Funder: EC Project Code: 668991
Overall Budget: 2,499,980 EURFunder Contribution: 2,499,980 EUR
Partners: ETH Zurich
Understanding processes in microbial communities is a crucial task given the impact of microbial communities on environmental systems, including plants and animals. There is a rapidly increasing number of microbial communities whose collective genomes have been determined; however, it is important to uncover their collective function and to understand how community properties emerge from the properties of individual microbial types and their interactions. One habitat that has been gaining growing interest is the phyllosphere, or the aerial parts of plants, which carry out the majority of terrestrial carbon dioxide fixation. There is a urgent need to better understand the microorganisms living in the phyllosphere and an increasing awareness of the importance of indigenous microbiota and their role in microbe-microbe and host-microbe interactions for both plant growth and protection.

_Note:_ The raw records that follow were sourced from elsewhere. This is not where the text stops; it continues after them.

//! Real-estate relevance guard.
//!
//! Keyword matching decides most cases: real-estate keywords count for the
//! request, off-topic indicators against it. One real-estate keyword is
//! enough to stay on topic. When neither list matches, the request is allowed
//! at low confidence, and an optional LLM classifier gets the final word.

use super::{word_union, BlockReason, GuardrailVerdict};
use crate::providers::{GenerationRequest, TextGenerator};
use regex::Regex;
use serde::{Deserialize, Serialize};
use std::collections::BTreeSet;
use std::sync::{Arc, LazyLock};

const REAL_ESTATE_KEYWORDS: &[&str] = &[
    // Property types
    "property", "properties", "house", "houses", "home", "homes",
    "apartment", "apartments", "condo", "condominium", "condos",
    "townhouse", "townhome", "villa", "mansion", "estate",
    "duplex", "triplex", "multi-family", "single-family",
    "commercial property", "residential", "industrial",
    "retail space", "office space", "warehouse",
    "land", "lot", "acreage", "plot",
    // Transactions
    "buy", "buying", "purchase", "purchasing",
    "sell", "selling", "sale", "for sale",
    "rent", "renting", "rental", "lease", "leasing",
    "invest", "investing", "investment",
    "mortgage", "financing", "loan", "down payment",
    "closing", "escrow", "title",
    // Professionals
    "realtor", "real estate agent", "broker", "property manager",
    "landlord", "tenant", "buyer", "seller",
    "appraiser", "inspector", "home inspector",
    // Concepts
    "real estate", "realty", "housing market",
    "property value", "home value", "appraisal",
    "listing", "mls", "open house",
    "square feet", "sq ft", "sqft", "bedroom", "bathroom",
    "kitchen", "living room", "garage", "backyard",
    "neighborhood", "location", "zoning",
    "hoa", "homeowners association",
    "property tax", "capital gains",
    "appreciation", "depreciation",
    "equity", "refinance", "refinancing",
    "foreclosure", "short sale",
    "first-time buyer", "home buyer",
    "curb appeal", "staging", "renovation",
    "fixer-upper", "move-in ready",
    // Marketing
    "property marketing", "real estate marketing",
    "listing description", "property description",
    "real estate blog", "property blog",
    "real estate content", "property content",
    "real estate social media", "property social",
    "real estate linkedin", "realtor linkedin",
    "property listing", "home listing",
];

const OFF_TOPIC_INDICATORS: &[&str] = &[
    // Technology
    "programming", "coding", "software development",
    "machine learning", "artificial intelligence",
    "cryptocurrency", "bitcoin", "blockchain",
    "video games", "gaming",
    // Entertainment
    "movies", "music", "celebrities", "sports",
    "recipes", "cooking", "food blog",
    // Politics
    "politics", "election", "political party",
    "government policy",
    // Health
    "medical advice", "health tips", "diet",
    "exercise routine", "fitness",
    // Other industries
    "fashion", "beauty", "makeup",
    "travel destinations", "vacation",
    "automotive", "cars", "vehicles",
];

pub const OFF_TOPIC_RESPONSE: &str = "Sorry! I cannot help you with that topic. My expertise is \
     in Real Estate. I can help you with property listings, real estate marketing, home \
     buying/selling content, property descriptions, and real estate social media posts.";

const TOPIC_SUGGESTIONS: &[&str] = &[
    "Write a property listing description for a 3-bedroom house",
    "Create a LinkedIn post about home buying tips",
    "Research current real estate market trends",
    "Generate a blog post about first-time home buyers",
    "Create marketing content for a luxury condo",
    "Write about mortgage rates and financing options",
    "Create social media content for a real estate agent",
    "Generate an image for a property listing",
];

static REAL_ESTATE_RE: LazyLock<Regex> = LazyLock::new(|| word_union(REAL_ESTATE_KEYWORDS));
static OFF_TOPIC_RE: LazyLock<Regex> = LazyLock::new(|| word_union(OFF_TOPIC_INDICATORS));

/// Outcome of the keyword relevance check.
#[derive(Debug, Clone, Serialize, Deserialize)]
pub struct TopicCheck {
    pub is_on_topic: bool,
    pub confidence: f64,
    pub reason: String,
    pub matched_keywords: Vec<String>,
    pub off_topic_matches: Vec<String>,
}

impl TopicCheck {
    fn semantic(is_on_topic: bool, confidence: f64, reason: impl Into<String>) -> Self {
        Self {
            is_on_topic,
            confidence,
            reason: reason.into(),
            matched_keywords: Vec::new(),
            off_topic_matches: Vec::new(),
        }
    }
}

pub struct TopicalGuard {
    classifier: Option<Arc<dyn TextGenerator>>,
}

impl TopicalGuard {
    pub fn new(classifier: Option<Arc<dyn TextGenerator>>) -> Self {
        Self { classifier }
    }

    pub fn set_classifier(&mut self, classifier: Arc<dyn TextGenerator>) {
        self.classifier = Some(classifier);
    }

    /// Keyword-only relevance check. Unique matches on each list are counted;
    /// a single real-estate keyword keeps the request on topic regardless of
    /// how many off-topic indicators appear alongside it.
    pub fn check_topic(&self, user_input: &str) -> TopicCheck {
        let lowered = user_input.to_lowercase();

        let matched: BTreeSet<String> = REAL_ESTATE_RE
            .find_iter(&lowered)
            .map(|hit| hit.as_str().to_string())
            .collect();
        let off_topic: BTreeSet<String> = OFF_TOPIC_RE
            .find_iter(&lowered)
            .map(|hit| hit.as_str().to_string())
            .collect();

        let real_estate_score = matched.len();
        let off_topic_score = off_topic.len();
        let total = real_estate_score + off_topic_score;

        let (is_on_topic, confidence, reason) = if total == 0 {
            (
                true,
                0.5,
                "No clear topic indicators found, allowing by default".to_string(),
            )
        } else {
            let confidence = real_estate_score as f64 / total as f64;
            let is_on_topic = real_estate_score > off_topic_score || real_estate_score >= 1;
            let reason = if is_on_topic {
                format!("Found {real_estate_score} real estate keyword(s)")
            } else {
                format!(
                    "Found {off_topic_score} off-topic indicator(s) vs \
                     {real_estate_score} real estate keyword(s)"
                )
            };
            (is_on_topic, confidence, reason)
        };

        TopicCheck {
            is_on_topic,
            confidence,
            reason,
            matched_keywords: matched.into_iter().collect(),
            off_topic_matches: off_topic.into_iter().collect(),
        }
    }

    /// LLM relevance check for keyword-ambiguous input. Transport failure
    /// allows the request through with the reason recorded.
    pub async fn semantic_topic_check(&self, user_input: &str) -> TopicCheck {
        let Some(classifier) = &self.classifier else {
            return TopicCheck::semantic(true, 0.5, "No classifier available for semantic analysis");
        };

        let prompt = format!(
            "Analyze if the following user request is related to Real Estate.\n\n\
             Real Estate topics include:\n\
             - Property buying, selling, renting, or investing\n\
             - Real estate marketing and content creation\n\
             - Property descriptions and listings\n\
             - Home improvement for selling\n\
             - Real estate market analysis\n\
             - Mortgage and financing\n\
             - Property management\n\
             - Real estate social media and blog content\n\n\
             User Request: \"{user_input}\"\n\n\
             Respond with ONLY one of these:\n\
             - \"ON_TOPIC\" if the request is related to real estate\n\
             - \"OFF_TOPIC\" if the request is NOT related to real estate\n\n\
             Response:"
        );

        let request = GenerationRequest::new(prompt)
            .with_temperature(0.1)
            .with_max_tokens(20);

        match classifier.generate(request).await {
            Ok(outcome) => {
                let result = outcome.content.trim().to_uppercase();
                let is_on_topic = result.contains("ON_TOPIC");
                TopicCheck::semantic(is_on_topic, 0.85, "Semantic analysis determined topic relevance")
            }
            Err(e) => {
                tracing::error!(error = %e, "semantic topic check failed");
                TopicCheck::semantic(true, 0.5, format!("Semantic analysis failed: {e}"))
            }
        }
    }

    pub async fn validate(&self, user_input: &str) -> GuardrailVerdict {
        let mut check = self.check_topic(user_input);

        if check.confidence < 0.6 && self.classifier.is_some() {
            check = self.semantic_topic_check(user_input).await;
        }

        let mut verdict = if check.is_on_topic {
            GuardrailVerdict::pass()
        } else {
            tracing::info!(
                input = %super::truncate(user_input, 100),
                reason = %check.reason,
                "blocked off-topic request"
            );
            GuardrailVerdict::block(BlockReason::Topical, OFF_TOPIC_RESPONSE)
        };

        if let Ok(serde_json::Value::Object(map)) = serde_json::to_value(&check) {
            verdict.details = map;
        }
        verdict
    }

    pub fn topic_suggestions(&self) -> Vec<&'static str> {
        TOPIC_SUGGESTIONS.to_vec()
    }
}
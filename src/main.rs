use anyhow::Result;
use clap::Parser;
use tracing::Level;
use tracing_subscriber::FmtSubscriber;

use reach::Config;
use reach::cli::{Cli, dispatch};

#[tokio::main]
async fn main() -> Result<()> {
    // Install default crypto provider for Rustls TLS.
    // This prevents the error: "could not automatically determine the process-level CryptoProvider"
    // when both aws-lc-rs and ring features are available (or neither is explicitly selected).
    if let Err(e) = rustls::crypto::ring::default_provider().install_default() {
        eprintln!("Warning: Failed to install default crypto provider: {e:?}");
    }

    // Initialize logging
    let subscriber = FmtSubscriber::builder()
        .with_max_level(Level::INFO)
        .finish();
    tracing::subscriber::set_global_default(subscriber).expect("setting default subscriber failed");

    let cli = Cli::parse();
    let mut config = Config::load_or_init()?;
    config.apply_env_overrides();
    dispatch(cli, config).await
}
use serde::{Deserialize, Serialize};

#[derive(Debug, Serialize)]
pub(super) struct GenerateContentRequest {
    pub(super) contents: Vec<Content>,
    #[serde(skip_serializing_if = "Option::is_none")]
    pub(super) system_instruction: Option<Content>,
    #[serde(rename = "generationConfig")]
    pub(super) generation_config: GenerationConfig,
}

#[derive(Debug, Serialize)]
pub(super) struct Content {
    #[serde(skip_serializing_if = "Option::is_none")]
    pub(super) role: Option<String>,
    pub(super) parts: Vec<Part>,
}

#[derive(Debug, Serialize)]
pub(super) struct Part {
    pub(super) text: String,
}

#[derive(Debug, Serialize)]
pub(super) struct GenerationConfig {
    pub(super) temperature: f64,
    #[serde(rename = "maxOutputTokens")]
    pub(super) max_output_tokens: u32,
}

#[derive(Debug, Deserialize)]
pub(super) struct GenerateContentResponse {
    pub(super) candidates: Option<Vec<Candidate>>,
    pub(super) error: Option<ApiError>,
    #[serde(rename = "usageMetadata")]
    pub(super) usage_metadata: Option<UsageMetadata>,
    #[serde(rename = "modelVersion")]
    pub(super) model_version: Option<String>,
}

#[derive(Debug, Deserialize)]
pub(super) struct UsageMetadata {
    #[serde(rename = "totalTokenCount")]
    pub(super) total_token_count: Option<u32>,
}

/// Safety-blocked candidates arrive with a finish reason but no content.
#[derive(Debug, Deserialize)]
pub(super) struct Candidate {
    pub(super) content: Option<CandidateContent>,
    #[serde(rename = "finishReason")]
    pub(super) finish_reason: Option<String>,
}

#[derive(Debug, Deserialize)]
pub(super) struct CandidateContent {
    #[serde(default)]
    pub(super) parts: Vec<ResponsePart>,
}

#[derive(Debug, Deserialize)]
pub(super) struct ResponsePart {
    pub(super) text: Option<String>,
}

#[derive(Debug, Deserialize)]
pub(super) struct ApiError {
    pub(super) message: String,
}
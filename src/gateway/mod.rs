//! Axum-based HTTP gateway for the content pipeline.
//!
//! Endpoints:
//! - `POST /api/generate` -- run the full pipeline, JSON in/out
//! - `POST /api/stream`   -- SSE: one `metadata` event, then `chunk` events
//! - `GET  /api/content/recent` -- recently stored generations
//! - `GET  /health`
//!
//! Bodies are size-limited and non-streaming requests time out. The streaming
//! endpoint reports `guardrails_applied: false` in its metadata event; that
//! path runs no guardrail stage.

mod handlers;
mod server;

pub use handlers::StreamHeader;
pub use server::{run_gateway, run_gateway_with_listener};

use std::sync::Arc;

use crate::config::Config;
use crate::pipeline::ContentPipeline;
use crate::prompt::PromptLibrary;

/// Maximum request body size (64KB) -- prevents memory exhaustion
pub const MAX_BODY_SIZE: usize = 65_536;
/// Request timeout; generation can legitimately take a while
pub const REQUEST_TIMEOUT_SECS: u64 = 120;
/// How often idle sessions are swept
pub const SWEEP_INTERVAL_SECS: u64 = 300;

/// Shared state for all axum handlers
#[derive(Clone)]
pub struct AppState {
    pub pipeline: Arc<ContentPipeline>,
    pub config: Arc<Config>,
    pub prompts: Arc<PromptLibrary>,
}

This project aims to uncover the molecular basis shaping microbial communities in the phyllosphere in order to improve our functional understanding of microbial interaction in the context of the plant host and to unravel the principles of the formation of community pattern and function in situ. To reach these objectives, a reductionist approach will be used to generate and test new hypotheses regarding microbial interactions in phyllosphere communities. Synthetic, tractable microbial communities will be formulated and analyzed under gnotobiotic conditions. In situ community approaches will be developed and applied, while community genetics and experimental evolution will provide complementary perspectives on the community structure and function. These approaches will be mirrored by manipulating interactions on the host side through the use of plant mutants and ecotypes. Taken together, using multifaceted perspectives on microbial interactions in situ will allow unprecedented insights into the biology of bacteria living in the phyllosphere and their individual and collective function.